The direct protection of liberty

Our existing system of liberty is as primitive as blood letting. Instead of delineating what activities people should be allowed to engage in without fear of prosecution, we protect liberty indirectly, by putting severe limits on what the police and the courts can do to enforce the laws. It's like getting a lion instead of a dog to protect your house. The lion will eat your kids, so you have to keep him chained in the cellar, while the robber (or the terrorist) cuts your throat.

A dog, in contrast, is like a white blood cell. It only attacks what it should attack, which let's us give it free reign. To trade in the lion for a dog, all we need to do is be able to articulate the full ideal of protected liberty and protect it directly in the Constitution, so that what ought to be permitted can no longer be criminalized. Law enforcement will then no longer present a danger to what we mean to protect, allowing it to be let off its chain. Many restrictions on law enforcement could simply be eliminated.

Give that dog DNA fingerprinting for a nose, fifty kinds of data processing for eyes, give it every kind of tooth imaginable, we're talking about superdog, cloned. That's what it's going to take to root out every last terrorist cell, which is what we are going to need to be able to do as advancing technology brings weapons of mass destruction within the grasp of smaller and smaller groups and eventually even to individuals. Common crime? It's toast. And the price tag for this physical hygiene? Vastly increased protection for individual liberty. In contrast to the hit and miss of our present system of indirect protection, direct protection of liberty will be comprehensive and systematic. Liberty is further protected, of course, by the reduction of crime. Liberty is better protected both from infringement by government and from private crime.

Multiple verdicts of guilt

Protecting liberty directly is half of what we can do to improve criminal justice. There is an equally crime crushing and liberty protecting reform available for our system of criminal trial. By only asking jurors to render a verdict on a single standard of guilt, our current system of trial lumps the certainly guilty together with the almost certainly guilty, who include an admixture of innocents. This admixture of innocents greatly limits the severity with which we can deal with convicts and it greatly increases the harm done by the severity that we do impart. We could do much better by simply distinguishing further. All we need to do is complement our current less than certainty standard of guilt with a true certainty standard. Then we can focus our mercy on the possibly innocent (lowering punishments for that group) and deal pure untempered justice to those who are found certainly guilty.

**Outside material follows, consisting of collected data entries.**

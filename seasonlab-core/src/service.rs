//! Ticker in, report or error out: provider fetch, report build, caching.

use crate::cache::ReportCache;
use crate::data::MarketDataProvider;
use crate::report::{build_report, ReportError, SeasonalityReport};
use std::sync::Arc;
use tracing::{debug, info, warn};

/// Runs one ticker end to end: cache lookup, fetch, build, store.
///
/// Synchronous; the only blocking point is the provider call. Nothing is
/// retried.
pub struct SeasonalityService<P> {
    provider: P,
    cache: ReportCache,
}

impl<P: MarketDataProvider> SeasonalityService<P> {
    pub fn new(provider: P, cache: ReportCache) -> Self {
        Self { provider, cache }
    }

    pub fn provider(&self) -> &P {
        &self.provider
    }

    pub fn cache(&self) -> &ReportCache {
        &self.cache
    }

    /// Report for `ticker`. Surrounding whitespace is ignored; case is kept
    /// since providers are case-sensitive.
    pub fn report(&mut self, ticker: &str) -> Result<Arc<SeasonalityReport>, ReportError> {
        let ticker = ticker.trim();
        if ticker.is_empty() {
            return Err(ReportError::EmptyTicker);
        }

        if let Some(report) = self.cache.get(ticker) {
            return Ok(report);
        }

        debug!(ticker, provider = self.provider.name(), "fetching history");
        let bars = self
            .provider
            .fetch_history(ticker)
            .map_err(|e| ReportError::provider(ticker, e))?;
        if bars.is_empty() {
            info!(ticker, "provider returned no history");
            return Err(ReportError::NoData {
                ticker: ticker.to_string(),
            });
        }

        let metadata = self
            .provider
            .fetch_metadata(ticker)
            .map_err(|e| ReportError::provider(ticker, e))?;

        let report = build_report(ticker, &bars, &metadata).map_err(|e| {
            warn!(ticker, error = %e, "report build failed");
            e
        })?;
        info!(
            ticker,
            bars = bars.len(),
            years = report.year_count,
            "built seasonality report"
        );

        let report = Arc::new(report);
        self.cache.insert(ticker, Arc::clone(&report));
        Ok(report)
    }
}
//! In-memory provider for tests, demos and offline fixtures.

use super::provider::{DataError, MarketDataProvider};
use crate::domain::{AssetMetadata, DailyBar};
use std::collections::HashMap;
use std::sync::atomic::{AtomicUsize, Ordering};

/// Serves pre-loaded histories. Unknown tickers have an empty history.
///
/// Counts history fetches so callers can check caching behaviour.
#[derive(Debug, Default)]
pub struct InMemoryProvider {
    histories: HashMap<String, Vec<DailyBar>>,
    metadata: HashMap<String, AssetMetadata>,
    failures: HashMap<String, DataError>,
    history_fetches: AtomicUsize,
}

impl InMemoryProvider {
    pub fn new() -> Self {
        Self::default()
    }

    pub fn with_history(mut self, ticker: &str, bars: Vec<DailyBar>) -> Self {
        self.histories.insert(ticker.to_string(), bars);
        self
    }

    pub fn with_name(mut self, ticker: &str, name: &str) -> Self {
        self.metadata
            .insert(ticker.to_string(), AssetMetadata::named(name));
        self
    }

    /// Make every fetch for `ticker` fail with `error`.
    pub fn with_failure(mut self, ticker: &str, error: DataError) -> Self {
        self.failures.insert(ticker.to_string(), error);
        self
    }

    /// Number of `fetch_history` calls so far.
    pub fn history_fetches(&self) -> usize {
        self.history_fetches.load(Ordering::Relaxed)
    }

    fn check_failure(&self, ticker: &str) -> Result<(), DataError> {
        match self.failures.get(ticker) {
            Some(err) => Err(err.clone()),
            None => Ok(()),
        }
    }
}

impl MarketDataProvider for InMemoryProvider {
    fn name(&self) -> &str {
        "in_memory"
    }

    fn fetch_history(&self, ticker: &str) -> Result<Vec<DailyBar>, DataError> {
        self.history_fetches.fetch_add(1, Ordering::Relaxed);
        self.check_failure(ticker)?;
        Ok(self.histories.get(ticker).cloned().unwrap_or_default())
    }

    fn fetch_metadata(&self, ticker: &str) -> Result<AssetMetadata, DataError> {
        self.check_failure(ticker)?;
        Ok(self.metadata.get(ticker).cloned().unwrap_or_default())
    }
}

#[cfg(test)]
mod tests {
    use super::*;
    use chrono::NaiveDate;

    #[test]
    fn unknown_ticker_is_empty() {
        let provider = InMemoryProvider::new();
        assert!(provider.fetch_history("NOPE").unwrap().is_empty());
        assert_eq!(provider.history_fetches(), 1);
    }

    #[test]
    fn serves_loaded_history_and_name() {
        let bar = DailyBar::new(NaiveDate::from_ymd_opt(2024, 1, 2).unwrap(), 10.0);
        let provider = InMemoryProvider::new()
            .with_history("SPY", vec![bar])
            .with_name("SPY", "SPDR S&P 500");

        assert_eq!(provider.fetch_history("SPY").unwrap(), vec![bar]);
        assert_eq!(
            provider.fetch_metadata("SPY").unwrap().display_name.as_deref(),
            Some("SPDR S&P 500")
        );
    }

    #[test]
    fn configured_failure_is_returned() {
        let provider = InMemoryProvider::new()
            .with_failure("SPY", DataError::NetworkUnreachable("down".into()));
        assert!(provider.fetch_history("SPY").is_err());
        assert!(provider.fetch_metadata("SPY").is_err());
    }
}
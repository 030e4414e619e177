//! Market data providers

pub mod csv_file;
pub mod memory;
pub mod provider;
pub mod validate;
pub mod yahoo;

pub use csv_file::CsvProvider;
pub use memory::InMemoryProvider;
pub use provider::{DataError, MarketDataProvider};
pub use validate::{canonicalize, validate_bars};
pub use yahoo::YahooProvider;

use crate::config::{ProviderConfig, ProviderKind};

/// Construct the provider selected by the configuration.
pub fn build_provider(config: &ProviderConfig) -> Result<Box<dyn MarketDataProvider>, DataError> {
    Ok(match config.kind {
        ProviderKind::Yahoo => Box::new(YahooProvider::new(config)?),
        ProviderKind::Csv => Box::new(CsvProvider::new(&config.csv_dir)),
    })
}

Such a system will generate tremendous leverage over the guilty, who will always face the prospect that proof of guilty will emerge. If the penalty for pleading innocent and being found certainly guilty is double the punishment for pleading guilty, few of the guilty accused will risk it, opting instead to walk themselves straight to jail, with no bargaining down of charges. Criminals will be put away much more reliably than at present; backlogs for trial will disappear; court costs will tumble; yet the innocent will stand completely clear of this heavy artillery. With sufficient oversight to insure that no possibility of innocence remains in certainty verdict cases, the innocent will still sometimes be found less than certainly guilty (as they are now) but they will virtually never be found certainly guilty.

The price for this tremendous leverage over the guilty? Much less harm to the innocent, who right now suffer the severest penalties with alarming regularity. Just as with the direct protection scheme, conflict is eliminated, allowing each disiderata (liberty and crime control in the direct protection scheme, justice and mercy in the multiple verdicts scheme) to be pursued unobstructedly.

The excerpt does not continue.